* _ASSIGNMENT_: Count every line in the entries that holds the word "further". The reply is that count alone.

* _RECORDED DATA_:
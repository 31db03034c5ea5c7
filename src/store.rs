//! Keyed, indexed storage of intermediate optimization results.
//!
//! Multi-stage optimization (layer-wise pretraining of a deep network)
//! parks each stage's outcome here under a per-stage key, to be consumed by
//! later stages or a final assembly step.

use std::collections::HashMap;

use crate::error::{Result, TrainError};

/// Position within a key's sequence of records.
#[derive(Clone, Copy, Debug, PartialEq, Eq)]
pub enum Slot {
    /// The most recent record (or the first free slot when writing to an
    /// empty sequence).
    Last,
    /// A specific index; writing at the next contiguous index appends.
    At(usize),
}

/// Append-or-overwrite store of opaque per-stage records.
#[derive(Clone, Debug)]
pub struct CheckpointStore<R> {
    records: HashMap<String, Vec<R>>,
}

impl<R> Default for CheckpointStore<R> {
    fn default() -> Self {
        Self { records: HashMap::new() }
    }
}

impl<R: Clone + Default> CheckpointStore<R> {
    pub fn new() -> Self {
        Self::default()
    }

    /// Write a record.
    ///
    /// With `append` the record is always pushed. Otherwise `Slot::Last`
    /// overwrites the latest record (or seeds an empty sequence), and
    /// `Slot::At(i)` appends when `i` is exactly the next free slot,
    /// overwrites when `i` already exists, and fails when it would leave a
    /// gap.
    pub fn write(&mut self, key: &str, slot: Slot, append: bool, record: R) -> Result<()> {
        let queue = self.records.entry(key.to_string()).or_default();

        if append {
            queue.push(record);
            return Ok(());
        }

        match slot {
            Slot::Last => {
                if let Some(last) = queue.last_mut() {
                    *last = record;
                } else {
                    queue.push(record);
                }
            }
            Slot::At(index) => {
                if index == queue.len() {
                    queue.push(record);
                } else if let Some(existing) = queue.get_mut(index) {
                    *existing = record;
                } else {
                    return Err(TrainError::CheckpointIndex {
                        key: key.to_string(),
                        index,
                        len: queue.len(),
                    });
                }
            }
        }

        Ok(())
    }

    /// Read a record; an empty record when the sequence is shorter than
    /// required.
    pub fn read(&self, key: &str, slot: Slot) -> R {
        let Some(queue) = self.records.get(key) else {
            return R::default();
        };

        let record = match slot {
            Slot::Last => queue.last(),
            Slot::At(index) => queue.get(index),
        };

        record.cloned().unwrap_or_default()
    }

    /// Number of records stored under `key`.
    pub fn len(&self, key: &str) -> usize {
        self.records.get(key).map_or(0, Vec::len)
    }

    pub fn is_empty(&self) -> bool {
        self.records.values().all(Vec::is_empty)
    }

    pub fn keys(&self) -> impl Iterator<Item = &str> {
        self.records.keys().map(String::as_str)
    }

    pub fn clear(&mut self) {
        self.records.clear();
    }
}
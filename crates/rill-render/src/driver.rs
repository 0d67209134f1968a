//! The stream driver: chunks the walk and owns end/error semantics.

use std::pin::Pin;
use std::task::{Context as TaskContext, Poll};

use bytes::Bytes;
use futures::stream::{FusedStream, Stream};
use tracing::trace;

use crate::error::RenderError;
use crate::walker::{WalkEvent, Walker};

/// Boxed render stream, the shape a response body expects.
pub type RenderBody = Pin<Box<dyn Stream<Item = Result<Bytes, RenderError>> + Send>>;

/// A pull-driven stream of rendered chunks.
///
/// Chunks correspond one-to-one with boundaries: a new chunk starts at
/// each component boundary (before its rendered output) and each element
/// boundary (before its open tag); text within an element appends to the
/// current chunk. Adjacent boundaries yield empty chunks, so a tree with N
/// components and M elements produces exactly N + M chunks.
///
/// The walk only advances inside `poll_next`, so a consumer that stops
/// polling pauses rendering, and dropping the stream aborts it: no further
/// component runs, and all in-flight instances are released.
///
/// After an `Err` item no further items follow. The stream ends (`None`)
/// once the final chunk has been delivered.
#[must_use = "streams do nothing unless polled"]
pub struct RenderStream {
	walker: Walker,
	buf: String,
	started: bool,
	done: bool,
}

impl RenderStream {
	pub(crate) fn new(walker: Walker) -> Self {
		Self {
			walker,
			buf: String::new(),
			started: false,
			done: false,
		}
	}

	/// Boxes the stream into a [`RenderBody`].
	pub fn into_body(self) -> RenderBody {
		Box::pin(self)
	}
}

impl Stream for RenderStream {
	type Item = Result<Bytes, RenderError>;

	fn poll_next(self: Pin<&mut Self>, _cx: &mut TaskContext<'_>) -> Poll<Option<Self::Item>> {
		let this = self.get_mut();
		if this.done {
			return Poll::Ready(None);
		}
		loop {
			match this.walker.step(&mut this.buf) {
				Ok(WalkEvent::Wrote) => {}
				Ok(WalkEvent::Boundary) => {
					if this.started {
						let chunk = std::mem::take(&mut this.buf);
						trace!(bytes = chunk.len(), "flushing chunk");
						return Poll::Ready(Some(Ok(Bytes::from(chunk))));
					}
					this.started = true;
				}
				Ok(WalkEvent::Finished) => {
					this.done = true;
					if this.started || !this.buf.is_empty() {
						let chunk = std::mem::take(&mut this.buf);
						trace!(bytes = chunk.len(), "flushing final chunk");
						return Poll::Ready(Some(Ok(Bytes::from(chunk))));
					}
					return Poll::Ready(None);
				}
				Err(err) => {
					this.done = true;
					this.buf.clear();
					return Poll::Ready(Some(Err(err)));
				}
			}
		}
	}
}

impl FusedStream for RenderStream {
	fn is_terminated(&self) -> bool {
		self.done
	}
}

* _SOLUTION FOR THIS TASK_: 2